In June 1867 he made a critical move to Crathie parish church, which, due to its proximity to Balmoral Castle, was the parish church to Queen Victoria on her stays at Balmoral. Although now accepted without word (as Crathie continues to be the place of worship to the Queen in Scotland) the decision to worship here was highly controversial as the Queen was expected to worship at an Anglican or at least Episcopalian church when in Scotland. Her choice of worshipping in a Church of Scotland church was therefore thought of as a sign of dissent from the established Church of England. His congregation at this point included Queen Victoria's servant John Brown.

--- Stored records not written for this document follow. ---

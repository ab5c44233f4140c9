use cgmath::Vector3;

use crate::Coords;

/// Coordinate axis.
#[derive(Debug, Copy, Clone, PartialEq, Eq, Hash, PartialOrd, Ord, strum::Display)]
pub enum Axis {
    /// Left-right axis, pointing toward R.
    X = 0,
    /// Down-up axis, pointing toward U.
    Y = 1,
    /// Back-front axis, pointing toward F.
    Z = 2,
}
impl Axis {
    /// All axes, in order.
    pub const ALL: [Axis; 3] = [Axis::X, Axis::Y, Axis::Z];

    /// Returns the index of the axis (0 for X, 1 for Y, 2 for Z).
    pub fn index(self) -> usize {
        self as usize
    }
    /// Returns the positive unit vector along the axis.
    pub fn unit_vector(self) -> Vector3<f32> {
        match self {
            Axis::X => Vector3::unit_x(),
            Axis::Y => Vector3::unit_y(),
            Axis::Z => Vector3::unit_z(),
        }
    }
}

/// Face of the cube.
///
/// The discriminant of each face is its face-color slot on a cubie: 0=+X(R),
/// 1=-X(L), 2=+Y(U), 3=-Y(D), 4=+Z(F), 5=-Z(B).
#[derive(Debug, Copy, Clone, PartialEq, Eq, Hash, PartialOrd, Ord, strum::Display)]
pub enum Face {
    /// Right face (+X).
    R = 0,
    /// Left face (-X).
    L = 1,
    /// Up face (+Y).
    U = 2,
    /// Down face (-Y).
    D = 3,
    /// Front face (+Z).
    F = 4,
    /// Back face (-Z).
    B = 5,
}
impl Face {
    /// All faces, in slot order.
    pub const ALL: [Face; 6] = [Face::R, Face::L, Face::U, Face::D, Face::F, Face::B];
    /// All faces, in the order their blocks appear in a facelet state.
    pub const BLOCK_ORDER: [Face; 6] = [Face::U, Face::L, Face::F, Face::R, Face::B, Face::D];

    /// Returns the face-color slot for the face.
    pub fn slot(self) -> usize {
        self as usize
    }
    /// Returns the face with the given face-color slot.
    pub fn from_slot(slot: usize) -> Option<Face> {
        Self::ALL.get(slot).copied()
    }

    /// Returns the index of the first facelet of this face in a facelet state.
    pub fn block_start(self) -> usize {
        match self {
            Face::U => 0,
            Face::L => 9,
            Face::F => 18,
            Face::R => 27,
            Face::B => 36,
            Face::D => 45,
        }
    }

    /// Returns the axis perpendicular to the face.
    pub fn axis(self) -> Axis {
        match self {
            Face::R | Face::L => Axis::X,
            Face::U | Face::D => Axis::Y,
            Face::F | Face::B => Axis::Z,
        }
    }
    /// Returns the coordinate of the face's layer along [`Face::axis()`]: `1`
    /// for R, U, and F; `-1` for L, D, and B.
    pub fn layer(self) -> i8 {
        match self {
            Face::R | Face::U | Face::F => 1,
            Face::L | Face::D | Face::B => -1,
        }
    }
    /// Returns the face on the other side of the cube.
    pub fn opposite(self) -> Face {
        Face::from_normal(self.axis(), -self.layer())
    }

    /// Returns the face whose outward normal points along `axis` with the sign
    /// of `sign`.
    pub fn from_normal(axis: Axis, sign: i8) -> Face {
        match (axis, sign >= 0) {
            (Axis::X, true) => Face::R,
            (Axis::X, false) => Face::L,
            (Axis::Y, true) => Face::U,
            (Axis::Y, false) => Face::D,
            (Axis::Z, true) => Face::F,
            (Axis::Z, false) => Face::B,
        }
    }
    /// Returns the outward normal of the face as lattice coordinates.
    pub fn normal(self) -> Coords {
        let mut ret = Coords::new(0, 0, 0);
        ret.set(self.axis(), self.layer());
        ret
    }
    /// Returns the face whose outward normal is closest to `v`.
    pub fn nearest_to(v: Vector3<f32>) -> Face {
        let components = [v.x, v.y, v.z];
        let mut best = Axis::X;
        for axis in Axis::ALL {
            if components[axis.index()].abs() > components[best.index()].abs() {
                best = axis;
            }
        }
        Face::from_normal(best, if components[best.index()] < 0.0 { -1 } else { 1 })
    }

    /// Returns the face that this face's normal points toward after rotating
    /// by `quarter_turns` counterclockwise quarter turns around `axis`.
    pub fn rotate(self, axis: Axis, quarter_turns: i8) -> Face {
        let n = self.normal().rotate(axis, quarter_turns);
        Axis::ALL
            .into_iter()
            .find(|&ax| n.get(ax) != 0)
            .map(|ax| Face::from_normal(ax, n.get(ax)))
            .unwrap_or(self)
    }

    /// Parses a face letter.
    pub fn from_char(c: char) -> Option<Face> {
        match c {
            'R' => Some(Face::R),
            'L' => Some(Face::L),
            'U' => Some(Face::U),
            'D' => Some(Face::D),
            'F' => Some(Face::F),
            'B' => Some(Face::B),
            _ => None,
        }
    }
    /// Returns the face letter.
    pub fn to_char(self) -> char {
        match self {
            Face::R => 'R',
            Face::L => 'L',
            Face::U => 'U',
            Face::D => 'D',
            Face::F => 'F',
            Face::B => 'B',
        }
    }
}
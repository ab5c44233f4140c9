//! 54-character facelet states.
//!
//! A facelet state lists the sticker codes of the cube in six blocks of nine,
//! in the order U, L, F, R, B, D. Within each block, the position of a sticker
//! is a face-specific function of the coordinates of the cubie it sits on:
//!
//! | Face   | Offset within block   |
//! |--------|-----------------------|
//! | R (+X) | `(1-y)*3 + (1-z)`     |
//! | L (-X) | `(1-y)*3 + (z+1)`     |
//! | U (+Y) | `(1+x) + (1+z)*3`     |
//! | D (-Y) | `(1+x) + (1-z)*3`     |
//! | F (+Z) | `(1-y)*3 + (1+x)`     |
//! | B (-Z) | `(1-y)*3 + (1-x)`     |

use std::fmt;
use std::ops::Index;
use std::str::FromStr;

use itertools::Itertools;

use crate::{Coords, CubeError, Face, Move};

/// Number of facelets on a 3x3x3 cube.
pub const FACELET_COUNT: usize = 54;

lazy_static! {
    /// Face and cubie coordinates for each facelet index.
    static ref FACELET_LOCATIONS: [(Face, Coords); FACELET_COUNT] = {
        let mut ret = [(Face::U, Coords::default()); FACELET_COUNT];
        for coords in Coords::all() {
            for face in Face::ALL {
                if let Some(i) = facelet_index(face, coords) {
                    ret[i] = (face, coords);
                }
            }
        }
        ret
    };
}

/// Returns the index in a facelet state of the sticker on `face` of the cubie
/// at `coords`, or `None` if the cubie is not on that face.
pub fn facelet_index(face: Face, coords: Coords) -> Option<usize> {
    if !coords.is_on_face(face) {
        return None;
    }
    let Coords { x, y, z } = coords;
    let offset = match face {
        Face::R => (1 - y) * 3 + (1 - z),
        Face::L => (1 - y) * 3 + (z + 1),
        Face::U => (1 + x) + (1 + z) * 3,
        Face::D => (1 + x) + (1 - z) * 3,
        Face::F => (1 - y) * 3 + (1 + x),
        Face::B => (1 - y) * 3 + (1 - x),
    };
    Some(face.block_start() + offset as usize)
}

/// Returns the face and cubie coordinates of the sticker at `index` in a
/// facelet state.
pub fn facelet_location(index: usize) -> Option<(Face, Coords)> {
    FACELET_LOCATIONS.get(index).copied()
}

/// Sticker codes for all 54 facelets of the cube.
#[derive(Debug, Copy, Clone, PartialEq, Eq, Hash)]
pub struct FaceletState([char; FACELET_COUNT]);
impl fmt::Display for FaceletState {
    fn fmt(&self, f: &mut fmt::Formatter<'_>) -> fmt::Result {
        self.0.iter().try_for_each(|c| write!(f, "{c}"))
    }
}
impl FromStr for FaceletState {
    type Err = CubeError;

    fn from_str(s: &str) -> Result<Self, Self::Err> {
        let chars = s.chars().collect_vec();
        let len = chars.len();
        let codes: [char; FACELET_COUNT] = chars
            .try_into()
            .map_err(|_| CubeError::InvalidState { len })?;
        Ok(Self(codes))
    }
}
impl Index<usize> for FaceletState {
    type Output = char;

    fn index(&self, index: usize) -> &Self::Output {
        &self.0[index]
    }
}
impl Default for FaceletState {
    fn default() -> Self {
        Self::solved()
    }
}
impl FaceletState {
    /// Returns a solved state with white on U, orange on L, green on F, red on
    /// R, blue on B, and yellow on D.
    pub fn solved() -> Self {
        Self::from_face_codes(|face| match face {
            Face::U => 'W',
            Face::L => 'O',
            Face::F => 'G',
            Face::R => 'R',
            Face::B => 'B',
            Face::D => 'Y',
        })
    }
    /// Returns a state with every sticker on each face set to the code
    /// returned by `code_for_face`.
    pub fn from_face_codes(mut code_for_face: impl FnMut(Face) -> char) -> Self {
        let mut codes = [' '; FACELET_COUNT];
        for face in Face::BLOCK_ORDER {
            let start = face.block_start();
            codes[start..start + 9].fill(code_for_face(face));
        }
        Self(codes)
    }

    /// Returns all sticker codes.
    pub fn codes(&self) -> &[char; FACELET_COUNT] {
        &self.0
    }
    /// Returns the nine sticker codes of one face.
    pub fn face(&self, face: Face) -> &[char] {
        let start = face.block_start();
        &self.0[start..start + 9]
    }
    /// Returns the sticker code on `face` of the cubie at `coords`, or `None`
    /// if the cubie is not on that face.
    pub fn code_at(&self, face: Face, coords: Coords) -> Option<char> {
        facelet_index(face, coords).map(|i| self.0[i])
    }

    /// Returns whether each face has nine identical stickers, regardless of
    /// the orientation of the whole cube.
    pub fn is_solved(&self) -> bool {
        Face::BLOCK_ORDER
            .iter()
            .all(|&face| self.face(face).iter().all_equal())
    }

    /// Returns the state after doing `mv`.
    #[must_use]
    pub fn apply_move(&self, mv: Move) -> Self {
        let axis = mv.axis();
        let quarter_turns = mv.quarter_turns();
        let mut ret = *self;
        for (i, &(face, coords)) in FACELET_LOCATIONS.iter().enumerate() {
            if !coords.is_on_face(mv.face) {
                continue;
            }
            let new_face = face.rotate(axis, quarter_turns);
            let new_coords = coords.rotate(axis, quarter_turns);
            match facelet_index(new_face, new_coords) {
                Some(j) => ret.0[j] = self.0[i],
                None => log::error!("facelet {i} has no destination under {mv}"),
            }
        }
        ret
    }
    /// Returns the state after doing each move in `moves` in order.
    #[must_use]
    pub fn apply_moves(&self, moves: impl IntoIterator<Item = Move>) -> Self {
        moves.into_iter().fold(*self, |state, mv| state.apply_move(mv))
    }
}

Taylor appears to have had quite a close personal relationship with the Queen. When he decided to move on in 1873, Queen Victoria appointed him as Extraordinary Chaplain to the Queen in Scotland, to retain a connection, when he translated to Morningside Parish Church in Edinburgh. In October 1877 Victoria presented him to the University of Edinburgh for the post of Professor of Church History, guaranteeing his acceptance.

In 1900 he was living at 6 Greenhill Park in the Morningside district of Edinburgh.

From 1892 to 1915 he was Secretary to the University Court. He resigned his post as Professor in August 1908. The University awarded him a doctorate LLD in 1909.

He died at home in Greenhill Park on 10 March 1922 aged 90.

==Family==

In September 1865 he married Jessie Sproat (d. 1928) daughter of James Sproat of New Abbey. They had several children:

- James Sproat Taylor ( "Cameron Taylor") (b. 1866) advocate and Major in 9th battalion Royal Scots
- Malcolm Campbell Taylor (b. 1868)
- Arthur Taylor, Major in the Scottish Rifles
- Jessie Taylor (b. 1869) married Rev Colin Campbell of St Mary's Church in Dundee
- Beatrice Mary Taylor (b. 1871)
- Anna Weir Taylor (b. 1873)

==Artistic recognition==

He was sketched, mid-sermon, by William Brassey Hole in 1884 and this is held at the Scottish National Portrait Gallery.

He was portrayed in oils by George Fiddes Watt.